Adapun wilayah perompakan mereka di perairan Selat Malaka, termasuk daerah lain yang kini masuk wilayah Malaysia, Singapura dan Bintan.
Setiap selesai merompak, mereka beristirahat disebuah kampung Dompak Seberang.
Kampung itu belum punya nama, namun sudah bermukim sejumlah orang Tionghoa.
Kampung tersebut diberi nama Kampung Lompak oleh orang Tionghoa.
Namun, aktivitas mereka ditempat ini tak bisa bertahan lama karena ditentang pihak Kerajaan Riau Lingga yang ingin membasmi para perompak tersebut.
Setelah itu, oleh orang Melayu yang bermukim di sana, nama Kampung Lompak diubah Jadi Kampung Dompak.
Artinya tetap sama, yakni kampung perompak.
Versi kedua menyebutkan, di wilayah Dompak Seberang, tepatnya di Kampung Dompak Lama adalah tempat persembunyian sekaligus tempat peristirahatan para perompak.
Mereka adalah orang Tionghoa, sedangkan penduduk aslinya adalah orang Melayu Kepri.
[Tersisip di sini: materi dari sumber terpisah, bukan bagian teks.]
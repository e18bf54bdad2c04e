use std::collections::BTreeMap;
use std::fmt;

use serde::{Deserialize, Serialize};

/// Identifies a node inside the document that hosts a `<select>`.
pub type NodeId = usize;

/// Identifies the document that owns a control.
#[derive(Debug, Clone, Copy, PartialEq, Eq, Hash, Serialize, Deserialize)]
pub struct DocumentId(pub u64);

/// Identifies the actor pair (content side + parent side) a session talks through.
#[derive(Debug, Clone, Copy, PartialEq, Eq, Hash, PartialOrd, Ord, Serialize, Deserialize)]
pub struct ActorId(pub u64);

impl fmt::Display for ActorId {
    fn fmt(&self, f: &mut fmt::Formatter<'_>) -> fmt::Result {
        write!(f, "actor-{}", self.0)
    }
}

#[derive(Debug, Clone, Copy, Default, PartialEq, Eq, Serialize, Deserialize)]
#[serde(rename_all = "snake_case")]
pub enum ElementKind {
    Option,
    OptGroup,
    Separator,
    #[default]
    Other,
}

/// The element facts the snapshot builder needs from a child of the control.
#[derive(Debug, Clone, Default, PartialEq, Eq)]
pub struct ElementInfo {
    pub kind: ElementKind,
    pub hidden: bool,
    /// Position in the control's option list, when the element has one.
    pub index: Option<u32>,
    /// `label` attribute for groups, label override for options.
    pub label: Option<String>,
    /// Rendered text of an option.
    pub text: Option<String>,
    pub disabled: bool,
    pub title: String,
}

/// Computed style of a node, as seen while the pseudo-class lock is held.
#[derive(Debug, Clone, Default, PartialEq)]
pub struct ComputedStyle {
    values: BTreeMap<String, String>,
    /// Used font size in CSS pixels, negative when unavailable.
    pub used_font_size: f64,
}

impl ComputedStyle {
    pub fn new(used_font_size: f64) -> Self {
        Self {
            values: BTreeMap::new(),
            used_font_size,
        }
    }

    pub fn with(mut self, property: &str, value: impl Into<String>) -> Self {
        self.set(property, value);
        self
    }

    pub fn set(&mut self, property: &str, value: impl Into<String>) {
        self.values.insert(property.to_string(), value.into());
    }

    /// Mirrors `getPropertyValue`: unknown properties read as the empty string.
    pub fn property_value(&self, property: &str) -> &str {
        self.values.get(property).map(String::as_str).unwrap_or("")
    }

    pub fn display(&self) -> &str {
        self.property_value("display")
    }

    pub fn color(&self) -> &str {
        self.property_value("color")
    }
}

#[derive(Debug, Clone, Copy, Default, PartialEq, Serialize, Deserialize)]
pub struct ScreenRect {
    pub x: f64,
    pub y: f64,
    pub width: f64,
    pub height: f64,
}

#[derive(Debug, Clone, Copy, PartialEq, Eq, Hash, Serialize, Deserialize)]
#[serde(rename_all = "snake_case")]
pub enum ContentState {
    Active,
    Hover,
}

#[derive(Debug, Clone, Copy, PartialEq, Eq, Serialize, Deserialize)]
#[serde(rename_all = "snake_case")]
pub enum PseudoClass {
    Focus,
}

#[derive(Debug, Clone, Copy, PartialEq, Eq, Serialize, Deserialize)]
#[serde(rename_all = "lowercase")]
pub enum MouseEventKind {
    MouseDown,
    MouseUp,
    Click,
}

impl MouseEventKind {
    pub fn name(self) -> &'static str {
        match self {
            MouseEventKind::MouseDown => "mousedown",
            MouseEventKind::MouseUp => "mouseup",
            MouseEventKind::Click => "click",
        }
    }

    /// Clicks are dispatched as `PointerEvent`, everything else as `MouseEvent`.
    pub fn is_pointer_event(self) -> bool {
        matches!(self, MouseEventKind::Click)
    }
}

/// Things a session listens to while its dropdown is open.
#[derive(Debug, Clone, Copy, PartialEq, Eq, Hash, Serialize, Deserialize)]
#[serde(rename_all = "snake_case")]
pub enum Listener {
    PageHide,
    Blur,
    TransitionEnd,
    Mutations,
}

impl Listener {
    pub const ALL: [Listener; 4] = [
        Listener::PageHide,
        Listener::Blur,
        Listener::TransitionEnd,
        Listener::Mutations,
    ];
}

/// The hosted `<select>` element as the coordinator sees it.
///
/// Implementations are owned by the document. Methods take `&self`; any
/// mutation goes through the implementation's own interior mutability, the
/// same way the DOM bridge hands out node handles.
pub trait SelectControl {
    fn node_id(&self) -> NodeId;
    fn owner_document(&self) -> DocumentId;

    fn children(&self, parent: NodeId) -> Vec<NodeId>;
    fn element(&self, node: NodeId) -> ElementInfo;
    fn computed_style(&self, node: NodeId) -> ComputedStyle;
    /// Style the node would have with no author styling applied.
    fn default_computed_style(&self, node: NodeId) -> ComputedStyle;

    fn selected_index(&self) -> i32;
    fn set_selected_index(&self, index: i32);
    fn item(&self, index: i32) -> Option<NodeId>;

    fn is_system_principal(&self) -> bool;
    fn is_dark_background(&self) -> bool;
    fn bounding_screen_rect(&self) -> ScreenRect;

    fn set_open_in_parent_process(&self, open: bool);
    fn add_pseudo_class_lock(&self, pseudo: PseudoClass);
    fn clear_pseudo_class_locks(&self);
    fn set_content_state(&self, state: ContentState);
    fn remove_content_state(&self, state: ContentState, clear_active_document: bool);

    fn add_listener(&self, listener: Listener);
    fn remove_listener(&self, listener: Listener);

    fn dispatch_mouse_event(&self, target: NodeId, kind: MouseEventKind);
    fn is_handling_user_input(&self) -> bool;
    fn set_handling_user_input(&self, handling: bool);
    /// Fires `input`/`change` on the control when `changed` is true.
    fn user_finished_interacting(&self, changed: bool);
}

/// Marks the document as handling user input until dropped, then puts back
/// whatever an enclosing scope had set.
pub struct UserInputScope<'a> {
    control: &'a dyn SelectControl,
    previous: bool,
}

impl<'a> UserInputScope<'a> {
    pub fn enter(control: &'a dyn SelectControl, handling: bool) -> Self {
        let previous = control.is_handling_user_input();
        control.set_handling_user_input(handling);
        Self { control, previous }
    }
}

impl Drop for UserInputScope<'_> {
    fn drop(&mut self) {
        self.control.set_handling_user_input(self.previous);
    }
}

#[cfg(test)]
mod tests {
    use super::*;

    #[test]
    fn missing_property_reads_empty() {
        let style = ComputedStyle::new(16.0).with("color", "rgb(0, 0, 0)");
        assert_eq!(style.color(), "rgb(0, 0, 0)");
        assert_eq!(style.property_value("text-shadow"), "");
    }

    #[test]
    fn only_click_is_pointer_flavoured() {
        assert!(MouseEventKind::Click.is_pointer_event());
        assert!(!MouseEventKind::MouseDown.is_pointer_event());
        assert_eq!(MouseEventKind::MouseUp.name(), "mouseup");
    }
}
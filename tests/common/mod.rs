#![allow(dead_code)]

use std::rc::Rc;

use frontier_select::control::{ActorId, DocumentId, SelectControl};
use frontier_select::coordinator::SelectCoordinator;
use frontier_select::events::{DocumentEvent, OpenSource};
use frontier_select::markup::MarkupSelect;
use frontier_select::preferences::Preferences;
use frontier_select::protocol::OutboundMessage;
use tokio::sync::mpsc::{unbounded_channel, UnboundedReceiver};
use url::Url;

pub const ACTOR: ActorId = ActorId(7);
pub const DOCUMENT: DocumentId = DocumentId(3);

pub fn select(html: &str) -> Rc<MarkupSelect> {
    select_at(html, "https://example.com/page")
}

pub fn select_at(html: &str, url: &str) -> Rc<MarkupSelect> {
    Rc::new(MarkupSelect::parse(html, Url::parse(url).unwrap(), DOCUMENT).expect("markup"))
}

pub struct Harness {
    pub coordinator: SelectCoordinator,
    pub control: Rc<MarkupSelect>,
    pub rx: UnboundedReceiver<OutboundMessage>,
}

impl Harness {
    /// Must be called from inside a tokio runtime.
    pub fn new(html: &str, preferences: Preferences) -> Self {
        Self::with_control(select(html), preferences)
    }

    pub fn with_control(control: Rc<MarkupSelect>, preferences: Preferences) -> Self {
        let (tx, rx) = unbounded_channel();
        let mut coordinator = SelectCoordinator::new(preferences);
        coordinator.attach_actor(ACTOR, Rc::new(tx));
        Self {
            coordinator,
            control,
            rx,
        }
    }

    pub fn open(&mut self, source: OpenSource) {
        let control: Rc<dyn SelectControl> = self.control.clone();
        self.coordinator
            .handle_event(ACTOR, DocumentEvent::ShowDropDown { control, source });
    }

    pub fn event(&mut self, event: DocumentEvent) {
        self.coordinator.handle_event(ACTOR, event);
    }

    pub fn sent(&mut self) -> Vec<OutboundMessage> {
        let mut sent = Vec::new();
        while let Ok(message) = self.rx.try_recv() {
            sent.push(message);
        }
        sent
    }

    pub fn sent_names(&mut self) -> Vec<&'static str> {
        self.sent().iter().map(OutboundMessage::name).collect()
    }
}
Para perompak yang berada di daerah ini tidak menetap dan mereka tak menganggu penduduk daerah.
Penduduk asli selalu mewaspadainya.
Saat mereka datang dari jauh, terdengar suara gongnya.
Apabila mendengar gong itu, gadis-gadis Melayu penduduk asli langsung masuk ke dalam rumah.
Lokasi persembembunyian para perompak itu di hutan kayu bakau.
Pada suatu hari, saat pimpinan perompak sedang tertidur, tiba-tiba dadanya ditimpa buah kayu bakau.